> [Records supplied]:
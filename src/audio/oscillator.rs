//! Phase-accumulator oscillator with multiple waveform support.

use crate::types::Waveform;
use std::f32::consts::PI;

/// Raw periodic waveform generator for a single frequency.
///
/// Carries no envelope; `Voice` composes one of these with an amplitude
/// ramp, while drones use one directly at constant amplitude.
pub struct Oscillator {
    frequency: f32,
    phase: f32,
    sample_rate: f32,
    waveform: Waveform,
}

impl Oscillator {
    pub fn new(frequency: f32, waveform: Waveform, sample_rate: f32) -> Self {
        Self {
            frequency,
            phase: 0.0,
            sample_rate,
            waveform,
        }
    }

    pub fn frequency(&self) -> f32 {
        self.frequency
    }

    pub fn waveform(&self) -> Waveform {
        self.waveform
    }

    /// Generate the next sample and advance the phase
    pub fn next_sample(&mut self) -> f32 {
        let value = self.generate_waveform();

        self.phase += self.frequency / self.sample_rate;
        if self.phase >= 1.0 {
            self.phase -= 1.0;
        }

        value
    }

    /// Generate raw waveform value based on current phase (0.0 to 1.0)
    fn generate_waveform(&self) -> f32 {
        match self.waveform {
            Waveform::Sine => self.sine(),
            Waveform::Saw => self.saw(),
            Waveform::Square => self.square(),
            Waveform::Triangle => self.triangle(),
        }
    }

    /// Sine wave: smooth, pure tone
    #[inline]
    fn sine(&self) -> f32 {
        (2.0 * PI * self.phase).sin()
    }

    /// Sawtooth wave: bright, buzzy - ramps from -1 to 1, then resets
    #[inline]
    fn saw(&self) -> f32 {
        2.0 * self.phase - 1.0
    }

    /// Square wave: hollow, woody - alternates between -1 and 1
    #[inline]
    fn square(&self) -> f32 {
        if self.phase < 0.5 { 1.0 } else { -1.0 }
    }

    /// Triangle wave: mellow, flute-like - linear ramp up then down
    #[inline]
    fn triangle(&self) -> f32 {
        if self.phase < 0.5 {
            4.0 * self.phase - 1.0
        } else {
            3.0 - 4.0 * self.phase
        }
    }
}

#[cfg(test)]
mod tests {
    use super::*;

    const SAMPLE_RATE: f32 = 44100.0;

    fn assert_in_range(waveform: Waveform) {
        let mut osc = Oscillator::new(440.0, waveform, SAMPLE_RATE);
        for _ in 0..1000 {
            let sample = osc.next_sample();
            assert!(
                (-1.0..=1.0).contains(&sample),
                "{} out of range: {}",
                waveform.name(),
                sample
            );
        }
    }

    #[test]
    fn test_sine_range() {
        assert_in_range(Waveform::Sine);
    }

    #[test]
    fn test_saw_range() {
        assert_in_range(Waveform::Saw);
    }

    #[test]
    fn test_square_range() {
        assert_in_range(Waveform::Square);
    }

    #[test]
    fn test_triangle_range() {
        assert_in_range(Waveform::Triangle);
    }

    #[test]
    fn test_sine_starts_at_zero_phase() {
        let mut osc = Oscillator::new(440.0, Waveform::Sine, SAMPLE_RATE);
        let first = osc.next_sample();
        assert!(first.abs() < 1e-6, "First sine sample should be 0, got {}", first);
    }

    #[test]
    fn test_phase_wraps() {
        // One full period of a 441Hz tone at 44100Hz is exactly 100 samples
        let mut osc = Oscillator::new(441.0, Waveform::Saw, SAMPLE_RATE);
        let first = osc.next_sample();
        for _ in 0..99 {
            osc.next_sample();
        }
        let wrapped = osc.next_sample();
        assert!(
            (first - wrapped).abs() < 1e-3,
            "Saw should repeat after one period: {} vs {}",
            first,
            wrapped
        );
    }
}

---

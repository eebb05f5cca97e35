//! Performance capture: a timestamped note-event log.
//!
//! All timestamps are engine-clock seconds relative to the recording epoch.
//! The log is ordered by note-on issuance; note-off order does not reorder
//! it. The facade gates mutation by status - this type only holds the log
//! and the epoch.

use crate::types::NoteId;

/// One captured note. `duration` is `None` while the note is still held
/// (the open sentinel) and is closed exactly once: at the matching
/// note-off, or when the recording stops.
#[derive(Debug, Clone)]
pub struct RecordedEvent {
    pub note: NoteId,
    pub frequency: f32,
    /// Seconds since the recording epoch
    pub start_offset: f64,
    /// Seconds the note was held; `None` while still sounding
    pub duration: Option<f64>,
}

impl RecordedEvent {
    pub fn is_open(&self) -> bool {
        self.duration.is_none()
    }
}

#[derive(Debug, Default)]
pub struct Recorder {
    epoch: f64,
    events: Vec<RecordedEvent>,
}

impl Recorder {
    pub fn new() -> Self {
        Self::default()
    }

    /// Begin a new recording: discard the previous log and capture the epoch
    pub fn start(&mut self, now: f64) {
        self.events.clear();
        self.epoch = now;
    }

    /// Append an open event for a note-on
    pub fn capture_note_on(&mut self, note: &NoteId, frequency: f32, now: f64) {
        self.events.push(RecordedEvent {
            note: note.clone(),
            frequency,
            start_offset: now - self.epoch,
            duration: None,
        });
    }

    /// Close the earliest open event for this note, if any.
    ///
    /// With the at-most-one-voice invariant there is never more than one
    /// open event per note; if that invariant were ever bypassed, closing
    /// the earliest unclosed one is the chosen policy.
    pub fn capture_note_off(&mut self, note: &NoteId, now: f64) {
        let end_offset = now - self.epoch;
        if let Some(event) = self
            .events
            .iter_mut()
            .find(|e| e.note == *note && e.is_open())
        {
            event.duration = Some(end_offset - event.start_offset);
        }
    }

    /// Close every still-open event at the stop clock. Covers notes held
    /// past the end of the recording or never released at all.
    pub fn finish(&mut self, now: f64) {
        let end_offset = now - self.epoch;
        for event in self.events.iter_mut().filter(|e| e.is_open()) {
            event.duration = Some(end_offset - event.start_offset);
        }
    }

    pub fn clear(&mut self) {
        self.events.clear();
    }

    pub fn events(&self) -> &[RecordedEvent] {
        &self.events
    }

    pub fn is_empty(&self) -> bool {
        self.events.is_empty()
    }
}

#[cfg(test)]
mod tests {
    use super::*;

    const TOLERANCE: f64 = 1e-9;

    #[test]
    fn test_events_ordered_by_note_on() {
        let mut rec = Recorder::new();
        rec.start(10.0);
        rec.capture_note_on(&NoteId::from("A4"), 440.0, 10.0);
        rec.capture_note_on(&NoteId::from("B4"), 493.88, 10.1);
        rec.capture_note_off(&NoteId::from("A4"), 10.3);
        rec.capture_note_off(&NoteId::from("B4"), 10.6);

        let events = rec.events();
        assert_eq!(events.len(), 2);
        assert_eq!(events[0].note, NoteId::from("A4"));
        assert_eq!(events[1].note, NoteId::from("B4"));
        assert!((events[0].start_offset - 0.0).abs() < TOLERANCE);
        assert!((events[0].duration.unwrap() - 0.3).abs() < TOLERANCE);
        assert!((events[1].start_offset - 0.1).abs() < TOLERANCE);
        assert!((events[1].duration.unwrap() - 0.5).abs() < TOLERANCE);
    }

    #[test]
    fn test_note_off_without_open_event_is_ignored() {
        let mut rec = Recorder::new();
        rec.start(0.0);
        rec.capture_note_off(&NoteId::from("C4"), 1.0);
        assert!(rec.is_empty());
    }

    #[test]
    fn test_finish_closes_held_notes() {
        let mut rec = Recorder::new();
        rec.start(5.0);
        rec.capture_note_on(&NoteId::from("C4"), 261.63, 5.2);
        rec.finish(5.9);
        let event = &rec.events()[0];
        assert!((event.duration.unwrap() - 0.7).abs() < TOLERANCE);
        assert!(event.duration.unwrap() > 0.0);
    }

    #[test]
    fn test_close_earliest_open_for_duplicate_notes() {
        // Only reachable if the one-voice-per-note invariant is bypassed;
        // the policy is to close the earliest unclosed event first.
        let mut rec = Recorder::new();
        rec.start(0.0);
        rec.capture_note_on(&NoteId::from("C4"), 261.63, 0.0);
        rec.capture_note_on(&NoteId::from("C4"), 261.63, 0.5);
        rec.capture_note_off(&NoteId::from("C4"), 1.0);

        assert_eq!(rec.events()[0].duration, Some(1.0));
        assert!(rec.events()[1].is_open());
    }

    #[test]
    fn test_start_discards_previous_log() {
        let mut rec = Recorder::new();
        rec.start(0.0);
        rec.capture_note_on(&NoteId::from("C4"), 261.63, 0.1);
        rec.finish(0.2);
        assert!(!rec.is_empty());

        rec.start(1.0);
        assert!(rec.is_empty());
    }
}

--

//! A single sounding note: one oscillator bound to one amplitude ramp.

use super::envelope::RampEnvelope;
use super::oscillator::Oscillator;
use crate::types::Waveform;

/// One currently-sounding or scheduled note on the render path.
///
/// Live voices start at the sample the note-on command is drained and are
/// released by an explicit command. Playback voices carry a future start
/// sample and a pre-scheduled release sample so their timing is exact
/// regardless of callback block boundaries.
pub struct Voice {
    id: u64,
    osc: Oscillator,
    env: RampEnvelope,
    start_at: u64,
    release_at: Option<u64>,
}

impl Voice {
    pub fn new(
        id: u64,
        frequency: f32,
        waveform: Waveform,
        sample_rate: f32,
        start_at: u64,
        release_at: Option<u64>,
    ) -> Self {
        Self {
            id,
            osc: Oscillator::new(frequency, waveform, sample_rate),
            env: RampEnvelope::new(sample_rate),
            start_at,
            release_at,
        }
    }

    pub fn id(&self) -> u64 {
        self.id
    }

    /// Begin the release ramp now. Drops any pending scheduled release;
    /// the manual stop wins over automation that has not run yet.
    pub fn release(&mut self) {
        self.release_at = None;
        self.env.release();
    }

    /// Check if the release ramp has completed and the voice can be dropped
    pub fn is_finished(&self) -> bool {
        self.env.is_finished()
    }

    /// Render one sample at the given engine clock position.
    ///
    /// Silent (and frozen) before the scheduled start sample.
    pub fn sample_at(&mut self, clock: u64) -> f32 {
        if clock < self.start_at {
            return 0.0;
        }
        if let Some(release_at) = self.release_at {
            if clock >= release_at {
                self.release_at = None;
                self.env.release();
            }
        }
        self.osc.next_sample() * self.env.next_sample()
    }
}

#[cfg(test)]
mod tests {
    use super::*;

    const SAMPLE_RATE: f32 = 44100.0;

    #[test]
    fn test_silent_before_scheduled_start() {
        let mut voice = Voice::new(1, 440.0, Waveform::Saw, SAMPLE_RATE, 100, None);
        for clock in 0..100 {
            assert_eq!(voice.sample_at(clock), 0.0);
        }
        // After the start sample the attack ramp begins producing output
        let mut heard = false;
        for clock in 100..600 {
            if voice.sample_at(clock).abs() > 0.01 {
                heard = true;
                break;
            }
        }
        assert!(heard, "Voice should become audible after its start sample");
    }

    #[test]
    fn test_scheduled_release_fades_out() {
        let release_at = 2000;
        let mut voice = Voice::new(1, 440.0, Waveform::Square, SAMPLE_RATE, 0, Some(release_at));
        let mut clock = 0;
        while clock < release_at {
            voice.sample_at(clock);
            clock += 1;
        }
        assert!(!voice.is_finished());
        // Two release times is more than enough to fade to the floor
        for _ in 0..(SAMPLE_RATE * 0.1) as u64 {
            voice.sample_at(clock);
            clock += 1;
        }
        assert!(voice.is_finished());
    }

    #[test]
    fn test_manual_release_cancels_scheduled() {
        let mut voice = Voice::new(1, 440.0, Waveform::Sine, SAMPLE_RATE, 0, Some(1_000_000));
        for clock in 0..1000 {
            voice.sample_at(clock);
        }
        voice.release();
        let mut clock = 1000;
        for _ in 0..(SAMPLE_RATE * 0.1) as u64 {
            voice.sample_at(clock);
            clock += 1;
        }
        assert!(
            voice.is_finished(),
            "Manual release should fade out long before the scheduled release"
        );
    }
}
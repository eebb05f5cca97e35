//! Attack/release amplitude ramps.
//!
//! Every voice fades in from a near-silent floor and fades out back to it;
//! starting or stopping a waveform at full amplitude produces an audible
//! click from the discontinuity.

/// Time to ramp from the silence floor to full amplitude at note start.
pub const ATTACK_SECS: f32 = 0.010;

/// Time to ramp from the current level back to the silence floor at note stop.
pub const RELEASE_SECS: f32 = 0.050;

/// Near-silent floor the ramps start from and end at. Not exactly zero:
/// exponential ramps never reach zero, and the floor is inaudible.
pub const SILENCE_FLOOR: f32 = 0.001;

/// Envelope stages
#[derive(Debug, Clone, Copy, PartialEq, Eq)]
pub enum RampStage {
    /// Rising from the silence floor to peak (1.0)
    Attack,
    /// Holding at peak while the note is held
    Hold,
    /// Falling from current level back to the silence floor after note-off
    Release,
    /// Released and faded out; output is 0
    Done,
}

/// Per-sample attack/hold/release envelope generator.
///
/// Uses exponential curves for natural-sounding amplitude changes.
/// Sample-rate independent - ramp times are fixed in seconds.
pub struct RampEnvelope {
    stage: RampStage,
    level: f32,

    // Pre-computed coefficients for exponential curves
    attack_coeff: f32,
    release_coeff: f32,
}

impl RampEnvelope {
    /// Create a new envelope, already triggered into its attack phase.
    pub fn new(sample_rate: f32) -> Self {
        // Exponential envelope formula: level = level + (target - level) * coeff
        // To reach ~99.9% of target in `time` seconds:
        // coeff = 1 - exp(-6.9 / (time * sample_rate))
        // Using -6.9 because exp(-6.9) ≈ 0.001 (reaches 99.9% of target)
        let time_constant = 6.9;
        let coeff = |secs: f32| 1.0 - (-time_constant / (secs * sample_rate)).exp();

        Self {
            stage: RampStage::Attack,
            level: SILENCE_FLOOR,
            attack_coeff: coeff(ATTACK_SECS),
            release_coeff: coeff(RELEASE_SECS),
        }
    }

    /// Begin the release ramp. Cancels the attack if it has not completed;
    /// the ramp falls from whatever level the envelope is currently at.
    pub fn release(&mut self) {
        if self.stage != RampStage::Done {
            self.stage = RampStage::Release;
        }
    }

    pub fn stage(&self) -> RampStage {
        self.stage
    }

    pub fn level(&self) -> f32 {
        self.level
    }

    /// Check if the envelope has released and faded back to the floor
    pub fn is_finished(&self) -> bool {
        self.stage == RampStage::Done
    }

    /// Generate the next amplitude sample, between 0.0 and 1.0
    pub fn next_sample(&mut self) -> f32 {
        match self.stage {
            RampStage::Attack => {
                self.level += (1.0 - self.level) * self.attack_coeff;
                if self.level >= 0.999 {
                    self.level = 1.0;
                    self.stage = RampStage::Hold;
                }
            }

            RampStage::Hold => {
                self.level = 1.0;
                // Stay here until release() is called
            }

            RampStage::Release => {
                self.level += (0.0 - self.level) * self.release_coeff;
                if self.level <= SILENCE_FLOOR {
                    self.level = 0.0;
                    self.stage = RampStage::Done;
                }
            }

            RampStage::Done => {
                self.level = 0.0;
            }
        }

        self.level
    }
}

> [Your assignment]: Using the records above, set down exactly the lines from the one with "scheduled start sample." through the one with "SAMPLE_RATE, 100, None);", inclusive, and nothing more.

> [Answer to this problem]:
    /// Silent (and frozen) before the scheduled start sample.
    pub fn sample_at(&mut self, clock: u64) -> f32 {
        if clock < self.start_at {
            return 0.0;
        }
        if let Some(release_at) = self.release_at {
            if clock >= release_at {
                self.release_at = None;
                self.env.release();
            }
        }
        self.osc.next_sample() * self.env.next_sample()
    }
}

#[cfg(test)]
mod tests {
    use super::*;

    const SAMPLE_RATE: f32 = 44100.0;

    #[test]
    fn test_silent_before_scheduled_start() {
        let mut voice = Voice::new(1, 440.0, Waveform::Saw, SAMPLE_RATE, 100, None);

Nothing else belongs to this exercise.